台湾・国民党主席選の投票日は10月18日。元台北市長の郝龍斌、立法委員の羅智強、前立法委員の鄭麗文が三つ巴で争い、誰が抜け出すかはまだ見えない。3人のうち出馬表明が最も遅かった郝龍斌氏は、9月24日の『風傳媒』インタビューで、党内から出馬要請が相次ぐ中でも「まずは党の財務を回せるかを考えた」と打ち明けた。国民党は毎年、相当額の資金を必要とする。工面できなければ出馬のしようがない——そう考えたという。一方で郝氏は、「これまでの選挙で自分は募金をしたことがない」とも繰り返した。では、なぜ最終的に火中の栗を拾う決断ができたのか。理由は意外なところにあった。生前に「資金の縁」を託してくれた恩人の存在が、財務の難題に向き合う背中を押したというのだ。その人物とは——。
関係者によれば、朱立倫主席の下でこの4年、人件費の削減など党務・シンクタンクのスリム化は進んだものの、財政の重圧はむしろ増している。郝氏は最近、資金集めで奔走してきた連勝文・副主席を訪ね、当選後に直面する資金難の厳しさについて改めて釘を刺されたという。直近4年で大きな選挙は3回(2022年の県市長選、2024年の総統・立法委員選、2025年の大型リコール)あり、総支出は約10億元に達した。政党助成金だけでは回らず、平時の運営を維持するためにも毎年1.5~2億元(約7億3500万~9億8000万円)の追加調達が必要だという。
江丙坤、逝去前「人脈」を託す
だからこそ出馬を促されるたび、「最初に確認したのは党の懐具合だった」と郝氏は明かす。必要額は大きい。
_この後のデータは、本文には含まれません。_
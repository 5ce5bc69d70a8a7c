//! Language-neutral model of the services in a `CodeGeneratorRequest`

use crate::naming::{file_stem, short_type_name, strip_extension, title_case};
use prost_types::FileDescriptorProto;
use prost_types::compiler::CodeGeneratorRequest;
use serde::Serialize;
use std::collections::HashSet;

/// Namespace used when a file has neither `csharp_namespace` nor a package
pub const DEFAULT_NAMESPACE: &str = "DefaultNamespace";

/// One RPC method
#[derive(Debug, Clone, PartialEq, Eq, Serialize)]
pub struct MethodModel {
    pub name: String,
    /// Unqualified input message name
    pub input_type: String,
    /// Unqualified output message name
    pub output_type: String,
    pub client_streaming: bool,
    pub server_streaming: bool,
}

impl MethodModel {
    pub fn is_streaming(&self) -> bool {
        self.client_streaming || self.server_streaming
    }
}

/// One service of one requested schema file
#[derive(Debug, Clone, PartialEq, Eq, Serialize)]
pub struct ServiceModel {
    pub namespace: String,
    /// Protobuf package, possibly empty
    pub package: String,
    pub service_name: String,
    pub methods: Vec<MethodModel>,
    /// Top-level messages of the owning file, in declaration order
    pub message_names: Vec<String>,
    /// Schema file name without its extension, directories kept
    pub base_name: String,
}

impl ServiceModel {
    /// `package.Service`, or just `Service` without a package
    pub fn full_name(&self) -> String {
        if self.package.is_empty() {
            self.service_name.clone()
        } else {
            format!("{}.{}", self.package, self.service_name)
        }
    }

    /// Wire method string for one of this service's methods
    pub fn method_path(&self, method: &MethodModel) -> String {
        format!("{}.{}", self.full_name(), method.name)
    }

    /// Module name the JS/TS stubs import messages from, minus the `_pb` suffix
    pub fn import_stem(&self) -> &str {
        file_stem(&self.base_name)
    }
}

/// Build one model per service of every requested file
///
/// Files follow `proto_file` order and services follow declaration order.
pub fn extract_services(request: &CodeGeneratorRequest) -> Vec<ServiceModel> {
    let requested: HashSet<&str> = request.file_to_generate.iter().map(String::as_str).collect();

    request
        .proto_file
        .iter()
        .filter(|file| requested.contains(file.name()))
        .flat_map(services_of_file)
        .collect()
}

fn services_of_file(file: &FileDescriptorProto) -> Vec<ServiceModel> {
    let namespace = resolve_namespace(file);
    let base_name = strip_extension(file.name()).to_string();
    let message_names = message_names(file);

    file.service
        .iter()
        .map(|service| ServiceModel {
            namespace: namespace.clone(),
            package: file.package().to_string(),
            service_name: service.name().to_string(),
            methods: service
                .method
                .iter()
                .map(|method| MethodModel {
                    name: method.name().to_string(),
                    input_type: short_type_name(method.input_type()).to_string(),
                    output_type: short_type_name(method.output_type()).to_string(),
                    client_streaming: method.client_streaming(),
                    server_streaming: method.server_streaming(),
                })
                .collect(),
            message_names: message_names.clone(),
            base_name: base_name.clone(),
        })
        .collect()
}

/// `csharp_namespace` option, else the title-cased package, else [`DEFAULT_NAMESPACE`]
pub fn resolve_namespace(file: &FileDescriptorProto) -> String {
    let explicit = file
        .options
        .as_ref()
        .map(|options| options.csharp_namespace())
        .unwrap_or_default();
    if !explicit.is_empty() {
        return explicit.to_string();
    }
    match file.package() {
        "" => DEFAULT_NAMESPACE.to_string(),
        package => title_case(package),
    }
}

fn message_names(file: &FileDescriptorProto) -> Vec<String> {
    let mut seen = HashSet::new();
    file.message_type
        .iter()
        .map(|message| message.name())
        .filter(|name| seen.insert(*name))
        .map(str::to_string)
        .collect()
}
覚悟がなければ挑めない。勧めに来た人には、資金面でどこまで力になれるかを必ず尋ねたという。郝氏はこれまで、選挙で自ら資金を募った経験はない。台北市長時代も、市政と関わりのある相手からの献金は受け取らなかった。それでも副主席としては相当額を集め、候補者の選挙戦に回せた。鍵を握ったのは、すでに他界した前海基会董事長の江丙坤氏だ。「江先生は生前、ほとんどの人脈を私に引き継いでくれた」。逝去前の最後の訪中で福建にいた際、江氏は郝氏に電話をかけ、同席していた台商たちに彼を紹介。「この関係は彼に任せたい」とわざわざ橋渡しをしてくれたという。
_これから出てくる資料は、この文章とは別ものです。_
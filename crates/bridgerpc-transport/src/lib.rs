//! bridgerpc-transport - Envelope framing, JSON codec and chunked reassembly
//!
//! This crate provides:
//! - [`RpcEnvelope`] and [`ChunkInfo`] for message framing
//! - [`Codec`] trait and [`JsonCodec`] for the text wire format
//! - [`split_envelope`] and [`ChunkAssembler`] for oversized payloads

mod chunk;
mod codec;
mod envelope;

pub use chunk::{
    ChunkAssembler, ChunkOutcome, ReassemblyLimits, chunk_size_within, split_envelope, split_payload,
};
pub use codec::{Codec, CodecError, JsonCodec};
pub use envelope::{ChunkInfo, RpcEnvelope};

/// Prelude module for convenient imports
pub mod prelude {
    pub use crate::{
        ChunkAssembler, ChunkInfo, ChunkOutcome, Codec, CodecError, JsonCodec, ReassemblyLimits,
        RpcEnvelope, chunk_size_within, split_envelope,
    };
}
『出会いの起点は趙耀東——“理由は要らない、江を支えよ”』
経建会主委を務め、1999年には三三企業交流会(三三会)を立ち上げた江丙坤氏は、財界に幅広い人脈と高い信望を持っていた。郝氏と深い関係を築いたきっかけは、元中鋼董事長の趙耀東氏だ。初当選のあいさつに郝氏が趙氏を訪ねた際(父・郝柏村氏と趙氏は旧知)、趙氏は「頼みが一つある。江丙坤は良い官僚だ。どんな状況でも支えてほしい。理由はいらない」と告げたという。その後、江氏が経建会主委として週休二日制の導入などを進める間、郝氏は一貫して後押しした。

「事故ゼロ」の資金集め——江流の作法
国民党から台北市長候補に指名されたとき、当時副主席だった江氏は、誰も名乗り出ない中で自ら選対本部長を引き受け、資金集めなどの実務を担った。市長就任後には「台北の道路は傷みがひどい、必ず直してほしい」と直言。郝氏が力を入れた「路平計画」は、実は江氏の進言が起点だという。その後も江氏は市政の要所を電話で助言する“上級顧問”のような存在であり、台商や企業人脈の橋渡しも買って出た。
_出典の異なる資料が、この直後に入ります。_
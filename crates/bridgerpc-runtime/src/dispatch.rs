//! Server-side method handlers and dispatch

use async_trait::async_trait;
use bridgerpc_core::{RpcError, RpcResult};
use bridgerpc_transport::RpcEnvelope;
use dashmap::DashMap;
use std::future::Future;
use std::sync::Arc;
use tracing::{debug, warn};

/// Handles calls to one fully-qualified method
#[async_trait]
pub trait MethodHandler: Send + Sync {
    /// Turn the serialized input message into the serialized output message
    async fn handle(&self, payload: Vec<u8>) -> RpcResult<Vec<u8>>;
}

struct FnHandler<F>(F);

#[async_trait]
impl<F, Fut> MethodHandler for FnHandler<F>
where
    F: Fn(Vec<u8>) -> Fut + Send + Sync,
    Fut: Future<Output = RpcResult<Vec<u8>>> + Send,
{
    async fn handle(&self, payload: Vec<u8>) -> RpcResult<Vec<u8>> {
        (self.0)(payload).await
    }
}

struct MessageHandler<F, Req> {
    func: F,
    _request: std::marker::PhantomData<fn() -> Req>,
}

#[async_trait]
impl<F, Fut, Req, Resp> MethodHandler for MessageHandler<F, Req>
where
    F: Fn(Req) -> Fut + Send + Sync,
    Fut: Future<Output = RpcResult<Resp>> + Send,
    Req: prost::Message + Default + 'static,
    Resp: prost::Message,
{
    async fn handle(&self, payload: Vec<u8>) -> RpcResult<Vec<u8>> {
        let request = Req::decode(payload.as_slice())?;
        let response = (self.func)(request).await?;
        Ok(response.encode_to_vec())
    }
}

/// Handlers keyed by fully-qualified method string (`package.Service.Method`)
#[derive(Default)]
pub struct HandlerRegistry {
    handlers: DashMap<String, Arc<dyn MethodHandler>>,
}

impl HandlerRegistry {
    pub fn new() -> Self {
        Self::default()
    }

    /// Register a handler; returns true when it replaced an existing one
    pub fn register(&self, method: impl Into<String>, handler: impl MethodHandler + 'static) -> bool {
        self.handlers
            .insert(method.into(), Arc::new(handler))
            .is_some()
    }

    /// Register an async closure over raw payload bytes
    pub fn register_fn<F, Fut>(&self, method: impl Into<String>, func: F) -> bool
    where
        F: Fn(Vec<u8>) -> Fut + Send + Sync + 'static,
        Fut: Future<Output = RpcResult<Vec<u8>>> + Send + 'static,
    {
        self.register(method, FnHandler(func))
    }

    /// Register an async closure over decoded protobuf messages
    pub fn register_message<Req, Resp, F, Fut>(&self, method: impl Into<String>, func: F) -> bool
    where
        Req: prost::Message + Default + 'static,
        Resp: prost::Message + 'static,
        F: Fn(Req) -> Fut + Send + Sync + 'static,
        Fut: Future<Output = RpcResult<Resp>> + Send + 'static,
    {
        self.register(
            method,
            MessageHandler {
                func,
                _request: std::marker::PhantomData,
            },
        )
    }

    pub fn unregister(&self, method: &str) -> bool {
        self.handlers.remove(method).is_some()
    }

    pub fn contains(&self, method: &str) -> bool {
        self.handlers.contains_key(method)
    }

    /// Registered method strings, sorted
    pub fn methods(&self) -> Vec<String> {
        let mut methods: Vec<String> = self.handlers.iter().map(|e| e.key().clone()).collect();
        methods.sort();
        methods
    }

    /// Run the handler for a complete request and build its response
    ///
    /// Unknown methods and handler failures become error responses carrying
    /// the request's ID and method.
    pub async fn dispatch(&self, request: RpcEnvelope) -> RpcEnvelope {
        let handler = self
            .handlers
            .get(request.method())
            .map(|entry| Arc::clone(entry.value()));

        let Some(handler) = handler else {
            let err = RpcError::UnknownMethod(request.method().to_string());
            warn!(
                request_id = %request.request_id(),
                method = %request.method(),
                "no handler registered"
            );
            return RpcEnvelope::reply_error(&request, err.to_string());
        };

        let request_id = request.request_id().to_string();
        let method = request.method().to_string();
        match handler.handle(request.into_payload()).await {
            Ok(payload) => {
                debug!(%request_id, %method, bytes = payload.len(), "handler succeeded");
                RpcEnvelope::success_response(request_id, method, payload)
            }
            Err(err) => {
                debug!(%request_id, %method, kind = err.kind(), error = %err, "handler failed");
                RpcEnvelope::error_response(request_id, method, err.to_string())
            }
        }
    }
}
さらに江氏は、クリーンな資金調達の原則も“手ほどき”した。「資金のお願いに行くとき、当事者2人きりにしない。必ず第三者を同席させ、受領の際は立会人を置く」。ごく親しい間柄を除き、このルールを徹底すること——郝氏は「相当額を集めても疑義を招かず、トラブルは一切なかった」と語る。ただし、江氏から託されたネットワークがあるとはいえ、必要経費の規模を考えると「それだけではまだ足りない」のも現実だと率直に認めた。